> Task
Looking at the material below, work out how many of its lines hold the string "unix". Give that figure alone.

> Excerpted data
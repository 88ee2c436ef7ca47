//! Generated header links
//!
//! Xcode indexes headers Bazel generates through symlinks under
//! `<bazel workspace root>/xcbazel-includes/x/x/`. The two `x` components
//! keep the include tree as deep as Bazel's own output tree so relative
//! includes resolve the same way from both.

use std::fs;
use std::io;
use std::path::{Path, PathBuf};

use thiserror::Error;
use tracing::{debug, trace};

use crate::descriptor::OutputDescriptor;

/// Name of the include tree directory under the build workspace root.
pub const INCLUDES_DIR: &str = "xcbazel-includes";

/// Errors from generated header installation
#[derive(Debug, Error)]
pub enum GenfilesError {
    #[error("failed to link generated header {link}: {source}")]
    Link {
        link: PathBuf,
        #[source]
        source: io::Error,
    },

    #[error("failed to reset {path}: {source}")]
    Reset {
        path: PathBuf,
        #[source]
        source: io::Error,
    },
}

/// Root of the include tree for `bazel_workspace_root`.
pub fn includes_root(bazel_workspace_root: &Path) -> PathBuf {
    bazel_workspace_root.join(INCLUDES_DIR)
}

#[cfg(unix)]
fn symlink(src: &Path, dst: &Path) -> io::Result<()> {
    std::os::unix::fs::symlink(src, dst)
}

#[cfg(not(unix))]
fn symlink(src: &Path, dst: &Path) -> io::Result<()> {
    fs::copy(src, dst).map(|_| ())
}

/// Recreate the include tree from every descriptor's `generated_sources`.
///
/// Declared outputs Bazel never materialized are skipped. Returns the
/// number of links created.
pub fn install_generated_headers(
    bazel_workspace_root: &Path,
    descriptors: &[OutputDescriptor],
) -> Result<usize, GenfilesError> {
    let root = includes_root(bazel_workspace_root);
    let reset = || -> io::Result<()> {
        if root.exists() {
            fs::remove_dir_all(&root)?;
        }
        fs::create_dir_all(&root)
    };
    reset().map_err(|source| GenfilesError::Reset {
        path: root.clone(),
        source,
    })?;

    let link_root = root.join("x").join("x");
    let mut linked = 0;
    for source in descriptors.iter().flat_map(|d| d.generated_sources.iter()) {
        let real = bazel_workspace_root.join(&source.0);
        if !real.exists() {
            trace!(path = %real.display(), "generated source was never created");
            continue;
        }
        let link = link_root.join(&source.1);

        let make_link = || -> io::Result<()> {
            if let Some(parent) = link.parent() {
                fs::create_dir_all(parent)?;
            }
            // symlink_metadata also sees dangling links.
            if fs::symlink_metadata(&link).is_ok() {
                fs::remove_file(&link)?;
            }
            symlink(&real, &link)
        };
        make_link().map_err(|e| GenfilesError::Link {
            link: link.clone(),
            source: e,
        })?;
        linked += 1;
    }

    debug!(linked, root = %root.display(), "installed generated headers");
    Ok(linked)
}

> Answer space
3